_Exercise directions_
Search the entries for the word "AsRef". Copy every line where it turns up.

Items from a dataset:

══════════

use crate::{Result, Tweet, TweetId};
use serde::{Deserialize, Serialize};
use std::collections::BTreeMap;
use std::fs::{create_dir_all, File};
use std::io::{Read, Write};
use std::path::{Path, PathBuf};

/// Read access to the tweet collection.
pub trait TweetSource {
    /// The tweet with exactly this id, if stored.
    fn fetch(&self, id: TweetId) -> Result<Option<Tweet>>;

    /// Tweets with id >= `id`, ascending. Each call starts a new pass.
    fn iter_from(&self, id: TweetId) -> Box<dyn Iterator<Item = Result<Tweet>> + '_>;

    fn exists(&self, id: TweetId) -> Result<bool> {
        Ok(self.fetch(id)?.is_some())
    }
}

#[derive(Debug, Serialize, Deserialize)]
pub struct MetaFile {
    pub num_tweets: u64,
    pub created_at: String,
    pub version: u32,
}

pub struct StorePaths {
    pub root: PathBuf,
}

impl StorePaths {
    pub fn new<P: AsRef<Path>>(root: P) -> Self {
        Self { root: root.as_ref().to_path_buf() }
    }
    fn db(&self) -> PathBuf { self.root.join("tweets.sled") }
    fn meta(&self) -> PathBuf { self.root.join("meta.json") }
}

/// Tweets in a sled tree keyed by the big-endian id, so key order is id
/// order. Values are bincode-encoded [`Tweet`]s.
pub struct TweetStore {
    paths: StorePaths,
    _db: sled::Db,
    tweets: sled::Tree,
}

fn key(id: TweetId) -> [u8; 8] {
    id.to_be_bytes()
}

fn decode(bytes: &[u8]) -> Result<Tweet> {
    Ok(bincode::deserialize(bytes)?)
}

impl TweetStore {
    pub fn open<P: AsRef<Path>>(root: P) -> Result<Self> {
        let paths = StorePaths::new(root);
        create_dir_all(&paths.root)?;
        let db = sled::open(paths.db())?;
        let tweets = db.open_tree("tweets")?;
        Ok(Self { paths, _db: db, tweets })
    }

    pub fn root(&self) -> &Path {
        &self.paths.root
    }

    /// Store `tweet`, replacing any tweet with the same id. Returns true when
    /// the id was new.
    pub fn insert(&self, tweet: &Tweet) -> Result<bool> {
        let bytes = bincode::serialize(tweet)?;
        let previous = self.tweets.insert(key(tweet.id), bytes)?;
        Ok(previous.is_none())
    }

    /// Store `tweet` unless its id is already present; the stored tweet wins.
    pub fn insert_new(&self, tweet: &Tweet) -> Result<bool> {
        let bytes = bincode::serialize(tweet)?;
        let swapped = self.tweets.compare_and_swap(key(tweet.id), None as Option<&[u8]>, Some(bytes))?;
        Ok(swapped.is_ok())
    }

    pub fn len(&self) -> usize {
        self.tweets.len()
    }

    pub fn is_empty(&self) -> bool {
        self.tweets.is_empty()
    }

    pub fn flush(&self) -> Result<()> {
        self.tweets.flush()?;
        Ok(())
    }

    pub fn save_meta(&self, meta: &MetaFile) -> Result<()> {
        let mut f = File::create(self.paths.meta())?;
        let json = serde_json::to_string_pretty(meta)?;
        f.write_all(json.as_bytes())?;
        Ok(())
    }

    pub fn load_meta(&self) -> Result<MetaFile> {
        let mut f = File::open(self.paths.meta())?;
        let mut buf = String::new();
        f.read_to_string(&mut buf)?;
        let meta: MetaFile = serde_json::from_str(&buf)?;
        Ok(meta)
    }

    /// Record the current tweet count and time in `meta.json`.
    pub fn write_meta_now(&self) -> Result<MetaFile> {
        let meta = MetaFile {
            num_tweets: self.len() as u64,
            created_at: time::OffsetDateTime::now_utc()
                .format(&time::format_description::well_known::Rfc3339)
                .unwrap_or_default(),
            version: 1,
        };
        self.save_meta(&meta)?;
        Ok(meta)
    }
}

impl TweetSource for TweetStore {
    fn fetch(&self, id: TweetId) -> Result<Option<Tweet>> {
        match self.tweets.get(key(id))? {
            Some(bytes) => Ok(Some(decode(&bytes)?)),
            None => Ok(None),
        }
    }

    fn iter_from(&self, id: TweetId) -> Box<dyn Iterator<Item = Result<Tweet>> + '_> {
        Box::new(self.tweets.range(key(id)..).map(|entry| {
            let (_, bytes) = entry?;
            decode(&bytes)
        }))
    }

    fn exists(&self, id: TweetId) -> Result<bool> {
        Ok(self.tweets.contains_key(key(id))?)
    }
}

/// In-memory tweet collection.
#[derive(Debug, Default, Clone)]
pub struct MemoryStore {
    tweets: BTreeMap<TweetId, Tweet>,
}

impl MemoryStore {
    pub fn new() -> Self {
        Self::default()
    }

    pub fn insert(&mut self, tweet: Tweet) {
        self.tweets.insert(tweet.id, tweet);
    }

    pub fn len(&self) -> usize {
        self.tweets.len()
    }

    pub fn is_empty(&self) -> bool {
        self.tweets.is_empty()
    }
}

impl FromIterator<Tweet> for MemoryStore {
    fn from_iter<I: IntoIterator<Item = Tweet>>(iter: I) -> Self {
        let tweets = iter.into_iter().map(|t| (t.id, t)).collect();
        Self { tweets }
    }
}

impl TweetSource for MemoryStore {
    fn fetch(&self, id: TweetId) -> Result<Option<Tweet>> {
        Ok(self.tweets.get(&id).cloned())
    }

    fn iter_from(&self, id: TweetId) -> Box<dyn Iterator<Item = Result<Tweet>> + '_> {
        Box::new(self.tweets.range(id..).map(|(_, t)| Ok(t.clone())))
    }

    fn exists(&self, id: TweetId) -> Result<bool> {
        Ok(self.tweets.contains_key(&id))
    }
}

══════════

_Response box_
    pub fn new<P: AsRef<Path>>(root: P) -> Self {
    pub fn open<P: AsRef<Path>>(root: P) -> Result<Self> {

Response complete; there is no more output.